*** Data records ***

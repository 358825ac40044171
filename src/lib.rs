//! Flappy core - a side-scrolling arcade game simulation
//!
//! Core modules:
//! - `sim`: Deterministic simulation (bird physics, pipe pool, collisions, game phases)
//! - `tuning`: Data-driven game balance
//! - `settings`: Player preferences (volumes, screen shake)
//! - `persistence`: Settings storage with a versioned envelope
//! - `assets`: Opaque texture/font/sound handles supplied by the platform
//! - `audio`: Event-driven sound cue dispatch
//! - `renderer`: Frame layout (draw commands) for an external renderer
//! - `platform`: Input events and frame timing

pub mod assets;
pub mod audio;
pub mod error;
pub mod persistence;
pub mod platform;
pub mod renderer;
pub mod settings;
pub mod sim;
pub mod tuning;

pub use error::StoreError;
pub use settings::Settings;
pub use tuning::Tuning;

/// Game configuration constants
pub mod consts {
    /// Fixed simulation timestep used by the frame clock (120 Hz)
    pub const SIM_DT: f32 = 1.0 / 120.0;
    /// Maximum substeps per frame to prevent spiral of death
    pub const MAX_SUBSTEPS: u32 = 8;
    /// Longest frame time fed to the simulation (seconds)
    pub const MAX_FRAME_DT: f32 = 0.1;

    /// World dimensions
    pub const WORLD_WIDTH: f32 = 800.0;
    pub const WORLD_HEIGHT: f32 = 600.0;

    /// Bird defaults
    pub const BIRD_START_X: f32 = 100.0;
    pub const BIRD_WIDTH: f32 = 27.0;
    pub const BIRD_HEIGHT: f32 = 20.0;
    /// Downward acceleration (pixels/s²)
    pub const GRAVITY: f32 = 420.0;
    /// Velocity set by a flap (negative = up)
    pub const FLAP_IMPULSE: f32 = -260.0;
    /// Terminal fall speed
    pub const MAX_FALL_SPEED: f32 = 350.0;
    /// Tilt in degrees per unit of vertical velocity
    pub const TILT_PER_VELOCITY: f32 = 0.06;
    /// Nose-up / nose-down tilt limit (degrees)
    pub const MAX_TILT: f32 = 30.0;

    /// Pipe defaults
    pub const PIPE_WIDTH: f32 = 80.0;
    pub const PIPE_SPEED: f32 = 160.0;
    /// Seconds between pipe spawns
    pub const PIPE_SPAWN_INTERVAL: f32 = 2.0;
    pub const MIN_GAP_SIZE: u32 = 135;
    pub const MAX_GAP_SIZE: u32 = 185;
    /// Closest a gap may come to the top or bottom of the world
    pub const GAP_MARGIN: u32 = 60;
    /// Pipe pool capacity
    pub const POOL_CAPACITY: usize = 16;

    /// Lives at the start of a run
    pub const START_LIVES: u8 = 3;
    /// Delay before play resumes after losing a life (seconds)
    pub const RESPAWN_DELAY: f32 = 3.0;

    /// Screen shake applied on a hit (pixels)
    pub const SHAKE_INTENSITY: f32 = 8.0;
    /// Per-tick multiplicative shake decay
    pub const SHAKE_DECAY: f32 = 0.9;

    /// Volume change per second while a volume key is held
    pub const VOLUME_RATE: f32 = 0.5;
}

*** End of Data records ***

-- Your task --
Return each line exactly, beginning at the start of the material above and ending at the line that includes "pub mod platform;", with both of those kept.

-- Task answer --
repository 358825ac40044171
filename src/lib.rs
//! Flappy core - a side-scrolling arcade game simulation
//!
//! Core modules:
//! - `sim`: Deterministic simulation (bird physics, pipe pool, collisions, game phases)
//! - `tuning`: Data-driven game balance
//! - `settings`: Player preferences (volumes, screen shake)
//! - `persistence`: Settings storage with a versioned envelope
//! - `assets`: Opaque texture/font/sound handles supplied by the platform
//! - `audio`: Event-driven sound cue dispatch
//! - `renderer`: Frame layout (draw commands) for an external renderer
//! - `platform`: Input events and frame timing

pub mod assets;
pub mod audio;
pub mod error;
pub mod persistence;
pub mod platform;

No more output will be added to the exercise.